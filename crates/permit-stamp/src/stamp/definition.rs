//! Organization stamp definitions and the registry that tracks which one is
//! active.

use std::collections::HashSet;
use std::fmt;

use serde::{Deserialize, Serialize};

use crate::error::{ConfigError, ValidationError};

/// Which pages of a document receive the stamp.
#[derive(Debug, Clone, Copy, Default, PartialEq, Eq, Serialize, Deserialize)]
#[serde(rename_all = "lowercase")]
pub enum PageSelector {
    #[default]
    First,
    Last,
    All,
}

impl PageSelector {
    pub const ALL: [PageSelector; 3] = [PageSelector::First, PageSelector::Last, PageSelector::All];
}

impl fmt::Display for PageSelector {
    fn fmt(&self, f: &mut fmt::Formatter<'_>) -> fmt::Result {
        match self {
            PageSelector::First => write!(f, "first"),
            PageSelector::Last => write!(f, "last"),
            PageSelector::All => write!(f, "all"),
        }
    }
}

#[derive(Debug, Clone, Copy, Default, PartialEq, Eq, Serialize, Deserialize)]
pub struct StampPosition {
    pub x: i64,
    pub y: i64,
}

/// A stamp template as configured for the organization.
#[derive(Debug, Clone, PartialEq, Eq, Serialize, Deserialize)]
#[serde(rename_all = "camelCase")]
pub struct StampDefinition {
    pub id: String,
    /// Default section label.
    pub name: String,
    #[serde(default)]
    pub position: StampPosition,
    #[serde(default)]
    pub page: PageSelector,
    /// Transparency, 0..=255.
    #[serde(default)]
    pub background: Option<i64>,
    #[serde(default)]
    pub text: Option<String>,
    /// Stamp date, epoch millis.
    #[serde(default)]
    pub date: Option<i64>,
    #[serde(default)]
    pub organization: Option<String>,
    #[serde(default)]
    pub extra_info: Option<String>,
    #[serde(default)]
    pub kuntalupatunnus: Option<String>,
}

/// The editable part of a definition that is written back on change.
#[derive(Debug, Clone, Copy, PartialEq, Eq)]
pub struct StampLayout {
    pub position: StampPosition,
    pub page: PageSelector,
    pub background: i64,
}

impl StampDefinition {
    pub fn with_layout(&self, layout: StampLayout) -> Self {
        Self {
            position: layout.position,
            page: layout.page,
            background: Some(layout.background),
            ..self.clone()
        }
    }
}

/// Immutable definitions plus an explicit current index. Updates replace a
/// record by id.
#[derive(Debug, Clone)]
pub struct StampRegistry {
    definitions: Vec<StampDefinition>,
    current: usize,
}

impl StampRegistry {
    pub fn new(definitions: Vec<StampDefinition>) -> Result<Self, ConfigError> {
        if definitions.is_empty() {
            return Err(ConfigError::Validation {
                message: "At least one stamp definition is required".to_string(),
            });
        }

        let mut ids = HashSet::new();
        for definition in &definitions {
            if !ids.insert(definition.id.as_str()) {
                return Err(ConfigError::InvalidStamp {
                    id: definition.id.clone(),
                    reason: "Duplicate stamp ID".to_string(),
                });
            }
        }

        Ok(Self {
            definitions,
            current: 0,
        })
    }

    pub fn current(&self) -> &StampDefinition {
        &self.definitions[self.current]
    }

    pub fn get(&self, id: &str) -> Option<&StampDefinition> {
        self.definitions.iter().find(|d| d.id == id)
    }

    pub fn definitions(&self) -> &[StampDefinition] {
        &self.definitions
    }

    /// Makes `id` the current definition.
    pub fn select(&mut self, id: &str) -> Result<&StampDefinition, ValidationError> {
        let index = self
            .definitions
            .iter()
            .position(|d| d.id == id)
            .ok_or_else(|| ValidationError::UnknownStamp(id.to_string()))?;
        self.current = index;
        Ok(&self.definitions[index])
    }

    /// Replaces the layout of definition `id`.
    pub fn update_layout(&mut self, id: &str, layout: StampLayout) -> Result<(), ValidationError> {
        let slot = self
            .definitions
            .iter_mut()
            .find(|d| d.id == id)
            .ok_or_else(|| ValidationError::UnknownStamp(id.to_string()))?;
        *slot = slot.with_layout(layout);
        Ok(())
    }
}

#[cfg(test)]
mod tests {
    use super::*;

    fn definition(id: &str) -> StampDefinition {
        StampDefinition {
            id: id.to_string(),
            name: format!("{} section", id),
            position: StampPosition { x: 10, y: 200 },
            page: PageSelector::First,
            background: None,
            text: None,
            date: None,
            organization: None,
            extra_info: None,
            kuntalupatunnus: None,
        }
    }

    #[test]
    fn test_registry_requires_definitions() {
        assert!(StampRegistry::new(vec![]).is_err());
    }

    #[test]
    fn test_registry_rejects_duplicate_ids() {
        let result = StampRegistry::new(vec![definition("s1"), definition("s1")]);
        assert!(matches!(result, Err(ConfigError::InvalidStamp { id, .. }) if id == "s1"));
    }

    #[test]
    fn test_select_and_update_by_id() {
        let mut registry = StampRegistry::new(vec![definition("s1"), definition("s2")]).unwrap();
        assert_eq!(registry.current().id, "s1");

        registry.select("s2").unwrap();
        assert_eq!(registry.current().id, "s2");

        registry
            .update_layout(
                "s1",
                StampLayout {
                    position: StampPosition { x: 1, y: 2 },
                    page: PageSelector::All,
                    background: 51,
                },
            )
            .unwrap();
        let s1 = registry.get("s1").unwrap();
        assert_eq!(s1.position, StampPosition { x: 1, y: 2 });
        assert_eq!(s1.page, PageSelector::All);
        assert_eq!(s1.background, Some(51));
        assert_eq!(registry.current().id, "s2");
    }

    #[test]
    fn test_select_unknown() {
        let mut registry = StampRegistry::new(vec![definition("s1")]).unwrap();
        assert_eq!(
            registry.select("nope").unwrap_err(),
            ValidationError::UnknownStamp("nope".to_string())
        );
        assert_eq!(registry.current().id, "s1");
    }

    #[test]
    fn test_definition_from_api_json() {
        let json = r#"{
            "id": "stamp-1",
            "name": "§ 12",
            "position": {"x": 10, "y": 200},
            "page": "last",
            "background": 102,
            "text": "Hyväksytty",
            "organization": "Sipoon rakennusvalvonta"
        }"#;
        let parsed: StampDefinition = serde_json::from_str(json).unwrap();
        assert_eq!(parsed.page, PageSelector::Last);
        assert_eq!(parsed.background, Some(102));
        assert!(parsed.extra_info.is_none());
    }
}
= = =
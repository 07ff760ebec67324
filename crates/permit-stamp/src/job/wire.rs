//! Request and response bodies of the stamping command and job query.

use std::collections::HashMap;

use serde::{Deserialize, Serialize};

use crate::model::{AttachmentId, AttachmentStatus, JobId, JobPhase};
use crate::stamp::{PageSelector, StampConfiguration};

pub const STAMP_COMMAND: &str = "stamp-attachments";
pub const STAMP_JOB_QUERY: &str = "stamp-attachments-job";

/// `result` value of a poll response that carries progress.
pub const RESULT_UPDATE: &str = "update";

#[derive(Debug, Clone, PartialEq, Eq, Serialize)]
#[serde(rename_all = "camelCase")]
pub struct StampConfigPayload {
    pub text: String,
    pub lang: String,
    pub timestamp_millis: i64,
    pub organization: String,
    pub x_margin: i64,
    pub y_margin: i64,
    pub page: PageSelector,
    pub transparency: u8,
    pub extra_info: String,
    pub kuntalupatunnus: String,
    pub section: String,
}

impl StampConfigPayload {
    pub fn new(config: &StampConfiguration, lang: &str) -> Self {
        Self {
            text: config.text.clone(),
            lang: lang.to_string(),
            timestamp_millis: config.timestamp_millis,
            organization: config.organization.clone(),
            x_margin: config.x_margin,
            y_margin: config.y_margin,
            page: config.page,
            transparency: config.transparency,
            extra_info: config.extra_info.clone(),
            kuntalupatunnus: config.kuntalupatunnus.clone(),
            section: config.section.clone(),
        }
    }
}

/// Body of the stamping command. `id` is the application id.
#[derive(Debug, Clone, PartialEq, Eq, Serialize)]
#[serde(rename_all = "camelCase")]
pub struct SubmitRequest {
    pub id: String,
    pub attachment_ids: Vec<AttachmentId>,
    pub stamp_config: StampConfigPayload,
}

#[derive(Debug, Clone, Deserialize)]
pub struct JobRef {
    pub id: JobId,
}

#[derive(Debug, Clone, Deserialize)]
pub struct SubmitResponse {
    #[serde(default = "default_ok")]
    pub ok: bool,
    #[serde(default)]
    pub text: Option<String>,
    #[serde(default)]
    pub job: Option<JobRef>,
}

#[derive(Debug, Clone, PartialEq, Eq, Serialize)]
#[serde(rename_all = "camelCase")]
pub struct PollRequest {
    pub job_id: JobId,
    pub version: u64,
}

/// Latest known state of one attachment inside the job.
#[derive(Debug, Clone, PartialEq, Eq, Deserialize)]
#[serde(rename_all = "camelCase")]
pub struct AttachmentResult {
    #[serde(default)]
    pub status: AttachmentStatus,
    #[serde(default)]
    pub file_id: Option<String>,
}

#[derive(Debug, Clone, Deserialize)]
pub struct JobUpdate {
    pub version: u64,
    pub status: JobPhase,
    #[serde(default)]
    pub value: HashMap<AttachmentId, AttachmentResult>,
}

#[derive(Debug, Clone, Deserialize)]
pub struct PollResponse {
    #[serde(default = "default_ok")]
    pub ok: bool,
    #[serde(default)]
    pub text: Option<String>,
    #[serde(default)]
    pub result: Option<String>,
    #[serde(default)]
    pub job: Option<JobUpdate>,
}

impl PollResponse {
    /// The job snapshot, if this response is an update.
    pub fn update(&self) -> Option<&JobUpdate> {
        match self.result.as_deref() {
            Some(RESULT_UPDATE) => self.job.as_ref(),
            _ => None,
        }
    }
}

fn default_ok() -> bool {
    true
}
= = =
#### [Assignment]
Your answer should reproduce each line of the listing that holds the word "kuntalupatunnus".

#### [Solution to this problem]
    pub kuntalupatunnus: Option<String>,
            kuntalupatunnus: None,
    pub kuntalupatunnus: String,
            kuntalupatunnus: config.kuntalupatunnus.clone(),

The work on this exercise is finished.